What is required
Among the lines below, tally those holding the string "const" and give the total only.

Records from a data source
>>>>>

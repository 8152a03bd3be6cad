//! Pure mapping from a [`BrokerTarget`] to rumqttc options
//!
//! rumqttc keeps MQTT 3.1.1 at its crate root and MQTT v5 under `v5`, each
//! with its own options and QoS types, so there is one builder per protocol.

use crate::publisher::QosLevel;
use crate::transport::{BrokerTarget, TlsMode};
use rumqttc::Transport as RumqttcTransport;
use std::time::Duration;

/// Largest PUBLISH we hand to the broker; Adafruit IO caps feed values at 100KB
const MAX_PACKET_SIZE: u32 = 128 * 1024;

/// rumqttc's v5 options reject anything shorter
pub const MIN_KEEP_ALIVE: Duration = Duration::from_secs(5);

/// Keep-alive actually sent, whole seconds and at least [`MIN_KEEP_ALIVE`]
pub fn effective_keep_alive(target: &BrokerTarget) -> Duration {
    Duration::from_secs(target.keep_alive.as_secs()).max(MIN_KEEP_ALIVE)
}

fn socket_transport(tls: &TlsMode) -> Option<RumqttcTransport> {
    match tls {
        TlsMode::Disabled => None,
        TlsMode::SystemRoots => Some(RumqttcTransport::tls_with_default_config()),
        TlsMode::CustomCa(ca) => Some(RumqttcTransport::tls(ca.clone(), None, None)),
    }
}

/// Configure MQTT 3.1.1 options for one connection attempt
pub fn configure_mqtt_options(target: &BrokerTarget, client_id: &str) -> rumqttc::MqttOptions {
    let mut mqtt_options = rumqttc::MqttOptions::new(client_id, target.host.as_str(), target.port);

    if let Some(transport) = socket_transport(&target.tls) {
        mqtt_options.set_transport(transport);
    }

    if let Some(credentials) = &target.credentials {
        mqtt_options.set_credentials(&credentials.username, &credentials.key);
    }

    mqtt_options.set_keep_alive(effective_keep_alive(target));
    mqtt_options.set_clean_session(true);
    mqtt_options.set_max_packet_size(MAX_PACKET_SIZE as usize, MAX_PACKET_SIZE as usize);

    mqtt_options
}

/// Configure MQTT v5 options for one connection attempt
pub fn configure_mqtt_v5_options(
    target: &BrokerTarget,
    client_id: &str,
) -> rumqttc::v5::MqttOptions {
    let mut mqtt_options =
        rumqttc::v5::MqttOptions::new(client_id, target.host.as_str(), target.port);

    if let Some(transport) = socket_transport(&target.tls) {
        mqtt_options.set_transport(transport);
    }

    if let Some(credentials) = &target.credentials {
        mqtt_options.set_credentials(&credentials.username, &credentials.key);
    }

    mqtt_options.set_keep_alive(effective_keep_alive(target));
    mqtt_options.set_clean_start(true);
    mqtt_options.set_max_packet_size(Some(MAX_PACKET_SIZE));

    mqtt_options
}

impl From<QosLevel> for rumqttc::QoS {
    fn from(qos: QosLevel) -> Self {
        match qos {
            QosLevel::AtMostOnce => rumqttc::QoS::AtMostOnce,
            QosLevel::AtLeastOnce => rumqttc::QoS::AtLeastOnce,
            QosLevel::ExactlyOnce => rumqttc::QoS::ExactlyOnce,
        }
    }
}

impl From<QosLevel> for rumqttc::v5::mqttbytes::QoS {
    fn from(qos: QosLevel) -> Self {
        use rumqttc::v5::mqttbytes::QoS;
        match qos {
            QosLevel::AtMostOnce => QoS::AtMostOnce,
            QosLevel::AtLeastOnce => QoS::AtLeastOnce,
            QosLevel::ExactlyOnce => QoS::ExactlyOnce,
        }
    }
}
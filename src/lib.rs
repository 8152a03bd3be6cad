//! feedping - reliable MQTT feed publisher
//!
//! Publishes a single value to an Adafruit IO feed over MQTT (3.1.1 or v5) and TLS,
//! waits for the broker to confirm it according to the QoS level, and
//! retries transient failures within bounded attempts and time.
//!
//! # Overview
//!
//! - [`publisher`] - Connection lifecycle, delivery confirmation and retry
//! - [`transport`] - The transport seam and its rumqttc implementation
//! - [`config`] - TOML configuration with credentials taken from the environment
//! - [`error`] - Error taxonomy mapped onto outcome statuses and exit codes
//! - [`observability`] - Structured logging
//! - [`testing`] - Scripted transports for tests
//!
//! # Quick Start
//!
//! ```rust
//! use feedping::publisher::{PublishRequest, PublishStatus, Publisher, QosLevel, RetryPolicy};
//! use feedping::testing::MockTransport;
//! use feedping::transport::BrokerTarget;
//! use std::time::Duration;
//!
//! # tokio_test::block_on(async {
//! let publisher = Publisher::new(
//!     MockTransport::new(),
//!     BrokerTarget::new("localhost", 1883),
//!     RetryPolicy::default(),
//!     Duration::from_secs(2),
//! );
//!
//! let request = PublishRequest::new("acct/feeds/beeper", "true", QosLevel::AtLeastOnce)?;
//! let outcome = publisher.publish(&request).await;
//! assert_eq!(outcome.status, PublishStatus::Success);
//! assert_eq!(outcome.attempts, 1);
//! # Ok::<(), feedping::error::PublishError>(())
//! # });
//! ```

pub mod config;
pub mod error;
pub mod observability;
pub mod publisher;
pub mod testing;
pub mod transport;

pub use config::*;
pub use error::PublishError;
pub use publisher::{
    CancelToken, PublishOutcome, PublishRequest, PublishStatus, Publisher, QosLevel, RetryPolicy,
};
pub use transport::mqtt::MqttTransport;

<<<<<

Result below
2